▶ Instructions to follow: For each record below, give an exact transcription.

··· Exercise inputs ···

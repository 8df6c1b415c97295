//! chained-table: a fixed-capacity map from string keys to string values
//! that resolves hash collisions by separate chaining.
//!
//! Internal Design:
//!
//! Summary
//! - Goal: a small, self-contained key/value store whose ownership rules,
//!   collision policy, and deletion semantics can be checked by reading one
//!   module at a time.
//! - Layers:
//!   - `hasher`: shift-add byte hash reduced modulo the table's own
//!     capacity, so every index is in `[0, capacity)`.
//!   - `chain`: singly-linked overflow list. Nodes live in a `SlotMap`
//!     arena and link to each other by arena key.
//!   - `ChainedTable`: one optional primary entry per slot plus one chain
//!     per slot; exposes insert/search/delete and the diagnostic dump.
//!
//! Constraints
//! - Single-threaded; all mutation goes through `&mut self`.
//! - Capacity is fixed at construction; there is no rehashing.
//! - Every entry is owned by the table, either directly in a slot or
//!   through the node arena. Teardown is `Drop`, so nothing can leak or be
//!   freed twice, and no `unsafe` is needed.
//!
//! Occupancy and fullness
//! - `count()` is the number of occupied primary slots. Chained entries do
//!   not contribute to it, so a busy slot can absorb any number of
//!   collisions. `len()` reports primary plus chained entries.
//! - A new key that would claim an empty slot is rejected with
//!   `InsertError::TableFull` once `count() == capacity()`.
//!
//! Deletion
//! - Removing a primary entry whose slot has a chain promotes the chain
//!   head into the slot; `count()` is unchanged.
//! - Removing a chained entry unlinks just that node.
//!
//! Notes and non-goals
//! - Keys and values are `String`s; there is no generic key type.
//! - Hash quality is deliberately simple and not collision resistant.
//! - No persistence and no thread-safety.

mod chain;
mod entry;
pub mod error;
pub mod hasher;
#[cfg(feature = "demo")]
pub mod logger;
pub mod table;
mod table_proptest;

// Public surface
pub use error::{CreateError, InsertError};
pub use table::ChainedTable;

···

▶ Exercise solution:
repository 8df6c1b415c97295
//! chained-table: a fixed-capacity map from string keys to string values
//! that resolves hash collisions by separate chaining.
//!
//! Internal Design:
//!
//! Summary
//! - Goal: a small, self-contained key/value store whose ownership rules,
//!   collision policy, and deletion semantics can be checked by reading one
//!   module at a time.
//! - Layers:
//!   - `hasher`: shift-add byte hash reduced modulo the table's own
//!     capacity, so every index is in `[0, capacity)`.
//!   - `chain`: singly-linked overflow list. Nodes live in a `SlotMap`
//!     arena and link to each other by arena key.
//!   - `ChainedTable`: one optional primary entry per slot plus one chain
//!     per slot; exposes insert/search/delete and the diagnostic dump.
//!
//! Constraints
//! - Single-threaded; all mutation goes through `&mut self`.
//! - Capacity is fixed at construction; there is no rehashing.
//! - Every entry is owned by the table, either directly in a slot or
//!   through the node arena. Teardown is `Drop`, so nothing can leak or be
//!   freed twice, and no `unsafe` is needed.
//!
//! Occupancy and fullness
//! - `count()` is the number of occupied primary slots. Chained entries do
//!   not contribute to it, so a busy slot can absorb any number of
//!   collisions. `len()` reports primary plus chained entries.
//! - A new key that would claim an empty slot is rejected with
//!   `InsertError::TableFull` once `count() == capacity()`.
//!
//! Deletion
//! - Removing a primary entry whose slot has a chain promotes the chain
//!   head into the slot; `count()` is unchanged.
//! - Removing a chained entry unlinks just that node.
//!
//! Notes and non-goals
//! - Keys and values are `String`s; there is no generic key type.
//! - Hash quality is deliberately simple and not collision resistant.
//! - No persistence and no thread-safety.

mod chain;
mod entry;
pub mod error;
pub mod hasher;
#[cfg(feature = "demo")]
pub mod logger;
pub mod table;
mod table_proptest;

// Public surface
pub use error::{CreateError, InsertError};
pub use table::ChainedTable;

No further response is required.